# Exercise directions
Return, exactly as written, every line from the first line of the data below through the line that contains "and indexes. Idempotent.".

# Record set
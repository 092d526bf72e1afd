//! SQLite connection and schema.
//!
//! Two tables back the document store:
//!
//! - `documents`: one row per document, embedding as a little-endian `f32` BLOB
//! - `set_members`: named id sets; the autoincrement `seq` preserves
//!   insertion order for enumeration

use anyhow::{Context, Result};
use sqlx::sqlite::{SqliteConnectOptions, SqliteJournalMode, SqlitePool, SqlitePoolOptions};
use std::path::Path;
use std::str::FromStr;
use tracing::debug;

/// Open (creating if needed) the database at `path` in WAL mode and apply the schema.
pub async fn open(path: &Path) -> Result<SqlitePool> {
    if let Some(parent) = path.parent() {
        if !parent.as_os_str().is_empty() {
            std::fs::create_dir_all(parent)
                .with_context(|| format!("Failed to create {}", parent.display()))?;
        }
    }

    let options = SqliteConnectOptions::from_str(&format!("sqlite:{}", path.display()))?
        .create_if_missing(true)
        .journal_mode(SqliteJournalMode::Wal);

    let pool = SqlitePoolOptions::new()
        .max_connections(5)
        .connect_with(options)
        .await
        .with_context(|| format!("Failed to open database {}", path.display()))?;

    migrate(&pool).await?;
    debug!(path = %path.display(), "database ready");
    Ok(pool)
}

/// Create tables and indexes. Idempotent.
pub async fn migrate(pool: &SqlitePool) -> Result<()> {
    sqlx::query(
        r#"
        CREATE TABLE IF NOT EXISTS documents (
            id TEXT PRIMARY KEY,
            filename TEXT NOT NULL,
            content TEXT NOT NULL,
            mime_type TEXT NOT NULL,
            size INTEGER NOT NULL,
            uploaded_at INTEGER NOT NULL,
            embedding BLOB
        )
        "#,
    )
    .execute(pool)
    .await?;

    sqlx::query(
        r#"
        CREATE TABLE IF NOT EXISTS set_members (
            seq INTEGER PRIMARY KEY AUTOINCREMENT,
            set_name TEXT NOT NULL,
            member TEXT NOT NULL,
            UNIQUE(set_name, member)
        )
        "#,
    )
    .execute(pool)
    .await?;

    sqlx::query("CREATE INDEX IF NOT EXISTS idx_set_members_set ON set_members(set_name, seq)")
        .execute(pool)
        .await?;

    Ok(())
}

# Exercise output
repository 092d526bf72e1afd
//! SQLite connection and schema.
//!
//! Two tables back the document store:
//!
//! - `documents`: one row per document, embedding as a little-endian `f32` BLOB
//! - `set_members`: named id sets; the autoincrement `seq` preserves
//!   insertion order for enumeration

use anyhow::{Context, Result};
use sqlx::sqlite::{SqliteConnectOptions, SqliteJournalMode, SqlitePool, SqlitePoolOptions};
use std::path::Path;
use std::str::FromStr;
use tracing::debug;

/// Open (creating if needed) the database at `path` in WAL mode and apply the schema.
pub async fn open(path: &Path) -> Result<SqlitePool> {
    if let Some(parent) = path.parent() {
        if !parent.as_os_str().is_empty() {
            std::fs::create_dir_all(parent)
                .with_context(|| format!("Failed to create {}", parent.display()))?;
        }
    }

    let options = SqliteConnectOptions::from_str(&format!("sqlite:{}", path.display()))?
        .create_if_missing(true)
        .journal_mode(SqliteJournalMode::Wal);

    let pool = SqlitePoolOptions::new()
        .max_connections(5)
        .connect_with(options)
        .await
        .with_context(|| format!("Failed to open database {}", path.display()))?;

    migrate(&pool).await?;
    debug!(path = %path.display(), "database ready");
    Ok(pool)
}

/// Create tables and indexes. Idempotent.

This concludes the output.